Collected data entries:

=== Section Start ===

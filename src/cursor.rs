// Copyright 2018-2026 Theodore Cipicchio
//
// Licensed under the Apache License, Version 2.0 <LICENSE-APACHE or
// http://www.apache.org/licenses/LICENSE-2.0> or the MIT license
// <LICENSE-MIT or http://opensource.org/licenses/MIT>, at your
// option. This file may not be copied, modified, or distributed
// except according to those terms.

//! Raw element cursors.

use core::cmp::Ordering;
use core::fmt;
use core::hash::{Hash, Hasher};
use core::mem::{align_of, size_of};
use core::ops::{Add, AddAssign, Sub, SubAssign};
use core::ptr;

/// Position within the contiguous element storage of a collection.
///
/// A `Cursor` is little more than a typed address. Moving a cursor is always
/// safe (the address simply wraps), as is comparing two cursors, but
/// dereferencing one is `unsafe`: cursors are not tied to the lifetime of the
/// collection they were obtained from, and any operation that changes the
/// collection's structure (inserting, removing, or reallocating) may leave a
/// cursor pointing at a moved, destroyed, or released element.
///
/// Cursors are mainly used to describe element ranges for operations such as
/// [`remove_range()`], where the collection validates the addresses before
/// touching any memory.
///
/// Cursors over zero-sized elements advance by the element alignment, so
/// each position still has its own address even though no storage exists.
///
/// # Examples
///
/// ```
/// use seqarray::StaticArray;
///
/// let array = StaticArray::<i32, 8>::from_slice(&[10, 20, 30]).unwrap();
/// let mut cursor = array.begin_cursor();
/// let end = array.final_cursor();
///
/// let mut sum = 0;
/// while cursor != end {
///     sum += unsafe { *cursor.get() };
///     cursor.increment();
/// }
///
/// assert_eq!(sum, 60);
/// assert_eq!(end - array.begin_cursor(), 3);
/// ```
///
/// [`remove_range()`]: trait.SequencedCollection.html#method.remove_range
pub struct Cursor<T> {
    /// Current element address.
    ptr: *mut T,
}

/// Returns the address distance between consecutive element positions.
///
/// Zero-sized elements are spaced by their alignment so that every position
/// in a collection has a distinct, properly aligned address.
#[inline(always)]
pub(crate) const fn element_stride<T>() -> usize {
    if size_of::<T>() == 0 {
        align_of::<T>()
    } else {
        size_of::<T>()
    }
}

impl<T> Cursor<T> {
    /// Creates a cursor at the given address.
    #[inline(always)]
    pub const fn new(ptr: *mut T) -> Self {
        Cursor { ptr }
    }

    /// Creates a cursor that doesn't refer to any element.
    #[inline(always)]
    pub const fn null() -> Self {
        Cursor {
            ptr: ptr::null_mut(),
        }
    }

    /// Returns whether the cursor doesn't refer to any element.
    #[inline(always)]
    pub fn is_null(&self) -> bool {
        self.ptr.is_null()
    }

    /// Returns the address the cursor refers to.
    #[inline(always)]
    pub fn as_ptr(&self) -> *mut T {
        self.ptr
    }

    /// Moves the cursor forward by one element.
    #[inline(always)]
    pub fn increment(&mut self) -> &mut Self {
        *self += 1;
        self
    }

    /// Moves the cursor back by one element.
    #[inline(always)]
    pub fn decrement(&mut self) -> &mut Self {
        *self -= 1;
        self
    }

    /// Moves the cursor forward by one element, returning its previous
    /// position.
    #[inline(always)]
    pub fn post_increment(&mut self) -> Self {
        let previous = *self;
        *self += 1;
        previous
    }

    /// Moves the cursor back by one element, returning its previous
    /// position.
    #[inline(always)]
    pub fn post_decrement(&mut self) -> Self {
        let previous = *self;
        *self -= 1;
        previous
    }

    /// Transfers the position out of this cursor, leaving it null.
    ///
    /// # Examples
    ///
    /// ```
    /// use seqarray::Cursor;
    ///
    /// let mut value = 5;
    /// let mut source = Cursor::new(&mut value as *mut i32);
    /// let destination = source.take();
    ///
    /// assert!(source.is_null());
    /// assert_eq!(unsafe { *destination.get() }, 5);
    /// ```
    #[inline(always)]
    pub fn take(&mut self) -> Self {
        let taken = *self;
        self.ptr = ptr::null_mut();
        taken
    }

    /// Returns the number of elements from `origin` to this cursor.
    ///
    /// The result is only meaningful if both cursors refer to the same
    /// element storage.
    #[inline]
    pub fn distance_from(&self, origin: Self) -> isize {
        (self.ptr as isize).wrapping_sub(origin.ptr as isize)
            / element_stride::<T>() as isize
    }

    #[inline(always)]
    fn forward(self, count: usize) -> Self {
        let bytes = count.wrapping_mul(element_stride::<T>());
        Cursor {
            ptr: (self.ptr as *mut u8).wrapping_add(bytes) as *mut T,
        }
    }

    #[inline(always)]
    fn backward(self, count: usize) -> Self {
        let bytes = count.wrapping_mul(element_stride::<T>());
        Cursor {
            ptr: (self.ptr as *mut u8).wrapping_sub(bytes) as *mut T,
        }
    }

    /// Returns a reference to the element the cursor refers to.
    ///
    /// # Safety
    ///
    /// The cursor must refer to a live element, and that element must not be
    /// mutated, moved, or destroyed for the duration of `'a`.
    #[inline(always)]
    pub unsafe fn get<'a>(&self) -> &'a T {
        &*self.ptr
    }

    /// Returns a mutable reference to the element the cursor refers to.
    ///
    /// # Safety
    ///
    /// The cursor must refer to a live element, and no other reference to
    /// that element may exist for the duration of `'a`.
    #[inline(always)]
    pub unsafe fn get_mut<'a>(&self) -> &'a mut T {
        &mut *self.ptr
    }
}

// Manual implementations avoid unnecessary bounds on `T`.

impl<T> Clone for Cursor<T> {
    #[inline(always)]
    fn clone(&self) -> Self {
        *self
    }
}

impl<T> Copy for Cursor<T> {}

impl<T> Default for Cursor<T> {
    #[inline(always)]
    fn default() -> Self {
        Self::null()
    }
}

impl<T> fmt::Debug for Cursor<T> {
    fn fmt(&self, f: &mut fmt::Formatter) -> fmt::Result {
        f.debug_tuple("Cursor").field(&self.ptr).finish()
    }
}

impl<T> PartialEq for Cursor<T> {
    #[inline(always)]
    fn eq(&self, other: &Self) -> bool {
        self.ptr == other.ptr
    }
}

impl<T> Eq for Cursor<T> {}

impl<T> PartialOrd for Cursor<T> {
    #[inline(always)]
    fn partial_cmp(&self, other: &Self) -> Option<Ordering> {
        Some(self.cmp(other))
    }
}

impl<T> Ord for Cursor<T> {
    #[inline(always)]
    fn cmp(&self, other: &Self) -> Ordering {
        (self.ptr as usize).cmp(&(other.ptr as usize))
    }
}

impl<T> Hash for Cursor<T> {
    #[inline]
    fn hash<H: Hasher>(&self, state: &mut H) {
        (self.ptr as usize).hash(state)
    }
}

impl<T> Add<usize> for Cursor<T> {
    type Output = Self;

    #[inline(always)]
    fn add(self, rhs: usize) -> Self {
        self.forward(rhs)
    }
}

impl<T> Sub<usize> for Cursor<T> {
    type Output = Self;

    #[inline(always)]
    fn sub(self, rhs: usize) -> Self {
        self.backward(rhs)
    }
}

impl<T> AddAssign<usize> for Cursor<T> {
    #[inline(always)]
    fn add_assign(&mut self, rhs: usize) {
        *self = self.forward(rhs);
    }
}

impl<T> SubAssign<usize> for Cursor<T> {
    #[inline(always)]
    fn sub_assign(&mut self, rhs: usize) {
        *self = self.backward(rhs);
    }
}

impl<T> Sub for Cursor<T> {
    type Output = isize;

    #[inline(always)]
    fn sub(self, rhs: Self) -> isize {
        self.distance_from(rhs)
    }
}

=== Section End ===

BRIEF: Your response should be made up of the lines in the data that contain the word "isize".

RESULT OF THIS EXERCISE:
    pub fn distance_from(&self, origin: Self) -> isize {
        (self.ptr as isize).wrapping_sub(origin.ptr as isize)
            / element_stride::<T>() as isize
    type Output = isize;
    fn sub(self, rhs: Self) -> isize {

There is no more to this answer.